• **YOUR TASK**:
Within this material, state how many lines include the string "derive". Reply with the number only.

• **DATA TO EXAMINE**:
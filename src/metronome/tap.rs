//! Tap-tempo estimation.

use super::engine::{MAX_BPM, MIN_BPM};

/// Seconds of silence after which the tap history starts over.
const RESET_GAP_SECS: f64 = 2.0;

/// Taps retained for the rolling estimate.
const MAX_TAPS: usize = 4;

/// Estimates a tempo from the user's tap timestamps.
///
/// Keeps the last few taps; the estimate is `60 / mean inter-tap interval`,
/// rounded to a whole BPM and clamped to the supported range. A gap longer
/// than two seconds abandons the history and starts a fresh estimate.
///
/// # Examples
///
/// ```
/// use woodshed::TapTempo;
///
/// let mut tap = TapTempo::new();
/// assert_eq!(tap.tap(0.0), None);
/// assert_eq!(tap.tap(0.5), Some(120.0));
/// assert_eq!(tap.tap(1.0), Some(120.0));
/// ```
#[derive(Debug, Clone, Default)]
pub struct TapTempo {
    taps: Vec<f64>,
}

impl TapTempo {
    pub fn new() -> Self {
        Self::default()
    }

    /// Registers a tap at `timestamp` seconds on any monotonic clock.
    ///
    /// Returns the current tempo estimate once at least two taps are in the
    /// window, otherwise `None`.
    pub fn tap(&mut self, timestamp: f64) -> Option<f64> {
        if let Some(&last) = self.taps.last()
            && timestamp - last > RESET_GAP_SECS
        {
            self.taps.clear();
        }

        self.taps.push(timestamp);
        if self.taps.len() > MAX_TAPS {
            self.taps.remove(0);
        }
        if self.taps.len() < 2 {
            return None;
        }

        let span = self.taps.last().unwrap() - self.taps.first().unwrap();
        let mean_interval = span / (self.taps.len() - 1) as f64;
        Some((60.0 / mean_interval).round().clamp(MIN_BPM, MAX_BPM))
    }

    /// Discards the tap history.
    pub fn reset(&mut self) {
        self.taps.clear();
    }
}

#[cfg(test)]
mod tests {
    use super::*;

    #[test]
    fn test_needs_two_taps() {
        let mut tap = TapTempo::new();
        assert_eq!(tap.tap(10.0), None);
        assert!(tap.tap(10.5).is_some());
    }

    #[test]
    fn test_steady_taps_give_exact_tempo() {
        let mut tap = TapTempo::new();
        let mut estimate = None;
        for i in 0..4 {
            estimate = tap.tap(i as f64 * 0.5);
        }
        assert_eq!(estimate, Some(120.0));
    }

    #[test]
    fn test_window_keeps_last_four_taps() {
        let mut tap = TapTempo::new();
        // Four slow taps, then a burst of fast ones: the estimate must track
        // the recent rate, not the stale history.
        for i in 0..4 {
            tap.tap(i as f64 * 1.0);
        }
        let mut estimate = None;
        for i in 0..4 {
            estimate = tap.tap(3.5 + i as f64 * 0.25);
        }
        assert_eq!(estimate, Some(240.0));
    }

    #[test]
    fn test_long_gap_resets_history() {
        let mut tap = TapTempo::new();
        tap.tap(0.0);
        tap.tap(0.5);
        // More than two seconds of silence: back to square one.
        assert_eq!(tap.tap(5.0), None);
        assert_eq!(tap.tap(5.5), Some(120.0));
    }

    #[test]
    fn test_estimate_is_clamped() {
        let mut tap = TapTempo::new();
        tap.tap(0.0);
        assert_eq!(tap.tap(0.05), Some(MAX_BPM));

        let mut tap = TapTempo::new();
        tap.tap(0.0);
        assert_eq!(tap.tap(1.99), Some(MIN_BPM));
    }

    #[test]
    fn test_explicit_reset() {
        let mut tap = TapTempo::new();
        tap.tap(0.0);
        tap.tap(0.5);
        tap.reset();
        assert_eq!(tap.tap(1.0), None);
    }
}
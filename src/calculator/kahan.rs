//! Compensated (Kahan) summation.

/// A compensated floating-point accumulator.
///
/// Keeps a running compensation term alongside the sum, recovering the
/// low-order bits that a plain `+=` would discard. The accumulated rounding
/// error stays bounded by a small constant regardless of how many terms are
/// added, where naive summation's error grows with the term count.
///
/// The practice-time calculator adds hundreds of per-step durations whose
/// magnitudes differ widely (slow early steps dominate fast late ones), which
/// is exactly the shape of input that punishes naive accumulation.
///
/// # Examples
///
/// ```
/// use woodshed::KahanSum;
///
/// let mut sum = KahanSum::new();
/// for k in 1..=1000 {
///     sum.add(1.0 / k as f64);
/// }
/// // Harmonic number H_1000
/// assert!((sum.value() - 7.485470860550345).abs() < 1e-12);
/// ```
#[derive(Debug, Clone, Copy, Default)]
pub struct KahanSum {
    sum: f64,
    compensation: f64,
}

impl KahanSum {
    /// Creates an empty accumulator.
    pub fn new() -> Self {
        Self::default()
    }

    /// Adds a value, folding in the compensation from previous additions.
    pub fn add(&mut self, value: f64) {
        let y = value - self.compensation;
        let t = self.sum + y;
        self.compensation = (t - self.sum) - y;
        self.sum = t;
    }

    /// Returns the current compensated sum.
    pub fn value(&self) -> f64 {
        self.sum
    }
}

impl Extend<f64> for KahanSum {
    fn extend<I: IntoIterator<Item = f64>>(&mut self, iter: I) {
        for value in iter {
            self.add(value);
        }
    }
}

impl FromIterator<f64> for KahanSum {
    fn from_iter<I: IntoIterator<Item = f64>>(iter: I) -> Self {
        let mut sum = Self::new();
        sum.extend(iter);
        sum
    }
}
==
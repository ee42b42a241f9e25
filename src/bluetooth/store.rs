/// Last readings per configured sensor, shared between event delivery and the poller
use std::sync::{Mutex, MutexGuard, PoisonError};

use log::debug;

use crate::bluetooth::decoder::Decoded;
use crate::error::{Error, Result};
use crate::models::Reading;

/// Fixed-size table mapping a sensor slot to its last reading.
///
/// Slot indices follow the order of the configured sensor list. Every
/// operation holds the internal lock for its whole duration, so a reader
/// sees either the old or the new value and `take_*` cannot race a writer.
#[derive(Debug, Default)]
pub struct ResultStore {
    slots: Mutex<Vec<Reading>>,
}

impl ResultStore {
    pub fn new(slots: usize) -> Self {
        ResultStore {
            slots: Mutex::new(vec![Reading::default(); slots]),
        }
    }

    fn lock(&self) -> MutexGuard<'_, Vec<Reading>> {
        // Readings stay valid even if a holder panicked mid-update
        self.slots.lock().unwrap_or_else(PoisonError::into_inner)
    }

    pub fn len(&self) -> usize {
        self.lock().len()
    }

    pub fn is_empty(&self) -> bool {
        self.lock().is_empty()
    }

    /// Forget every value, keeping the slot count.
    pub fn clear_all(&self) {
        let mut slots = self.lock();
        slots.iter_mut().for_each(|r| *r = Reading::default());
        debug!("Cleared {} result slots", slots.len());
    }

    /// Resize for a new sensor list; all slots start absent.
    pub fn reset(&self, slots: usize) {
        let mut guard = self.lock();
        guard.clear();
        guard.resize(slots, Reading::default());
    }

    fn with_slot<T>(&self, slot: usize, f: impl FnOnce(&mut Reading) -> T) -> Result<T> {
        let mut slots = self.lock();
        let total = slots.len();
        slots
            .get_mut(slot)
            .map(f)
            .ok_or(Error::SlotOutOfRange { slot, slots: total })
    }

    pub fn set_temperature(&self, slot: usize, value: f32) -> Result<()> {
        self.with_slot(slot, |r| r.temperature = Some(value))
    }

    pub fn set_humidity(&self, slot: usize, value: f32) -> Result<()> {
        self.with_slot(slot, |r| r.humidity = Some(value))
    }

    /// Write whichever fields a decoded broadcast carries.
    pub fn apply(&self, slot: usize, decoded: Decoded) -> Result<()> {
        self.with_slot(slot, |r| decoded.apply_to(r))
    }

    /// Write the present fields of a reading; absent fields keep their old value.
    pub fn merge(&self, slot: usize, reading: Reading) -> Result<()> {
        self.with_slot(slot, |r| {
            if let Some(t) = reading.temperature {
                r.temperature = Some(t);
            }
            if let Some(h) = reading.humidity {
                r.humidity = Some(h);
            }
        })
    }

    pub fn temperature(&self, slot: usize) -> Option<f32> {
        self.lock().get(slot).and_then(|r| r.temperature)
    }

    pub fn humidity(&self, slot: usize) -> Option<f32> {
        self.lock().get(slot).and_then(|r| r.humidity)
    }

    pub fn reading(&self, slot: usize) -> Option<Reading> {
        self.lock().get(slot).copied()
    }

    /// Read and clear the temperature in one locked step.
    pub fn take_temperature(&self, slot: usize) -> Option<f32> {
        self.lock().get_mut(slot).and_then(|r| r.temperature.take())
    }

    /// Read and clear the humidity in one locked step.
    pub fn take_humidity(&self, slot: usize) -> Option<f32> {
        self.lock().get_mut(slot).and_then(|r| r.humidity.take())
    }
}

• **TASK ANSWER**:
3